Is SBRT Safe for Older Patients?
A 2020 study by Rades et al., published in In Vivo, evaluated factors impacting survival in 104 elderly patients with 1-3 cerebral metastases treated with SRS or FSRT. Multivariate analysis identified KPS 90-100, single lesion, maximum cumulative diameter <16 mm, and supratentorial involvement only as significantly associated with better survival. A newly created score predicted 12-month survival rates of 7%, 34%, and 58% for distinct score groups. The score showed very high accuracy (95% positive predictive value) in predicting death within 12 months but lower accuracy (54% positive predictive value) for predicting survival lasting 12 months or longer.
Written By Aren Karapetyan, MD
FAQ
What is SBRT or SABR?
SBRT (Stereotactic Body Radiation Therapy), also known as SABR (Stereotactic Ablative Radiotherapy), is a precise radiation treatment that delivers a high, concentrated dose of radiation to a tumor while limiting exposure to surrounding healthy tissues.
How does SBRT compare to conventional radiation therapy?
SBRT delivers a higher total dose over significantly fewer treatment sessions (typically 1-10 days) compared to conventional radiation which uses smaller daily doses over several weeks. This results in dramatically better outcomes and often fewer side effects.
How effective is SBRT in treating tumors?
SBRT is highly effective, demonstrating two-year success rates between 80% and 90% for some conditions and achieving local tumor control rates of up to 90% for most indications. Its effectiveness is often comparable to surgery for certain outcomes but with fewer risks.
How many treatment sessions are usually needed for SBRT?
An entire course of SBRT treatment is typically completed in a short period, usually within 10 days, often consisting of just 1 to 5 treatment sessions.
What are the common short-term side effects of SBRT?
A commonly noted short-term effect after SBRT is mild fatigue, which usually lasts about one week.

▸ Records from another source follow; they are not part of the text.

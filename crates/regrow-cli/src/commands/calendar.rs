use clap::Subcommand;

use super::Context;

#[derive(Subcommand)]
pub enum CalendarAction {
    /// Show the calendar view
    Show,
    /// Hide the calendar view
    Hide,
    /// Print whether the calendar view is visible
    Status,
}

pub fn run(action: CalendarAction) -> Result<(), Box<dyn std::error::Error>> {
    let ctx = Context::open()?;
    let visible = match action {
        CalendarAction::Show => set_visible(&ctx, true)?,
        CalendarAction::Hide => set_visible(&ctx, false)?,
        CalendarAction::Status => ctx.store.calendar_visible(),
    };
    println!("calendar: {}", if visible { "visible" } else { "hidden" });
    Ok(())
}

fn set_visible(ctx: &Context, visible: bool) -> Result<bool, Box<dyn std::error::Error>> {
    if !ctx.store.set_calendar_visible(visible) {
        return Err("failed to save calendar visibility".into());
    }
    Ok(visible)
}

Patients are generally free from significant pain or immediate adverse reactions upon completing each treatment session.
Are there long-term risks associated with SBRT?
Potential long-term risks mentioned include brain radionecrosis in the context of brain SRS, and low estimated rates of severe late toxic effects (Grade 3-5) for body SABR. Increased complication rates are also a potential risk when tumors are located centrally or near critical organs, addressed by modified techniques.
Who might be a suitable candidate for SBRT?
Suitable candidates often include patients with limited volume tumors who may not be ideal for surgery due to risks, such as those with small lung tumors or specific types of localized or oligometastatic cancers found throughout the body.
In what cases might SBRT not be the best option?
Patients with tumors located centrally or near organs like airways or the heart have sometimes been considered less suitable due to higher complication risk. For brain metastases, larger lesions may be better treated surgically, and certain lesion characteristics can increase radionecrosis risk with standard stereotactic radiosurgery.
Can SBRT be used instead of surgery for certain cancers?
Yes, SBRT can serve as an alternative, particularly when surgery is not optimal or carries higher risk. For smaller brain metastases, SRS appears equally effective as surgical resection. For some body cancers, outcomes are comparable to surgery with fewer risks, though for early NSCLC, one study suggested surgery generally had better long-term survival despite similar local control.
What is involved in planning for SBRT treatment?
Planning involves precise tumor localization using diagnostic imaging, including 4D scans to track motion. Sometimes small gold seeds (fiducials) are implanted for tracking, and a radiation simulation is necessary to create a custom treatment map of the patient's anatomy and organ motion using various imaging technologies.